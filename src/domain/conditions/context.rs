use crate::domain::market::false_breakout::FalseBreakout;
use crate::domain::market::range::Range;
use crate::domain::market::structure_break::StructureBreak;
use crate::domain::market::structure_snapshot::StructureSnapshot;
use crate::domain::market::swing::SwingPoint;
use std::collections::HashMap;

/// The `level` parameter of a price condition: a literal, a lookup into the
/// context's named levels, or a small registry of pure derivations over the
/// analyzer's output (replaces the legacy "callable level" kwarg).
#[derive(Debug, Clone, PartialEq)]
pub enum Level {
    Scalar(f64),
    ContextKey(String),
    Computed(ComputedLevel),
}

#[derive(Debug, Clone, Copy, PartialEq, Eq)]
pub enum ComputedLevel {
    LastSwingHigh,
    LastSwingLow,
    RangeMid,
    RangeHigh,
    RangeLow,
}

impl Level {
    pub fn resolve(&self, ctx: &EvaluationContext) -> Option<f64> {
        match self {
            Level::Scalar(v) => Some(*v),
            Level::ContextKey(key) => ctx.scalars.get(key).copied().or_else(|| ctx.named_levels.get(key).copied()),
            Level::Computed(c) => ctx.computed_level(*c),
        }
    }
}

/// Per-bar evaluation context: precomputed indicator series/scalars, named
/// levels, and the analyzer's current outputs. Built once per bar by a
/// context builder that knows which keys the active conditions need.
#[derive(Debug, Clone, Default)]
pub struct EvaluationContext {
    pub series: HashMap<String, Vec<f64>>,
    pub scalars: HashMap<String, f64>,
    pub named_levels: HashMap<String, f64>,
    pub swings: Vec<SwingPoint>,
    pub structure: Option<StructureSnapshot>,
    pub current_range: Option<Range>,
    pub structure_breaks: Vec<StructureBreak>,
    pub false_breakouts: Vec<FalseBreakout>,
    pub current_bar: usize,
}

impl EvaluationContext {
    pub fn series_at(&self, key: &str, index: usize) -> Option<f64> {
        self.series.get(key).and_then(|s| s.get(index)).copied()
    }

    pub fn last_swing_high(&self) -> Option<&SwingPoint> {
        self.swings.iter().rev().find(|s| s.is_high())
    }

    pub fn last_swing_low(&self) -> Option<&SwingPoint> {
        self.swings.iter().rev().find(|s| s.is_low())
    }

    fn computed_level(&self, level: ComputedLevel) -> Option<f64> {
        match level {
            ComputedLevel::LastSwingHigh => self.last_swing_high().map(|s| s.price),
            ComputedLevel::LastSwingLow => self.last_swing_low().map(|s| s.price),
            ComputedLevel::RangeMid => self.current_range.as_ref().map(|r| r.midpoint()),
            ComputedLevel::RangeHigh => self.current_range.as_ref().map(|r| r.high),
            ComputedLevel::RangeLow => self.current_range.as_ref().map(|r| r.low),
        }
    }
}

--

Check each line of the data above for the word "RangeHigh" and copy the ones where it is found.

* Solution:
    RangeHigh,
            ComputedLevel::RangeHigh => self.current_range.as_ref().map(|r| r.high),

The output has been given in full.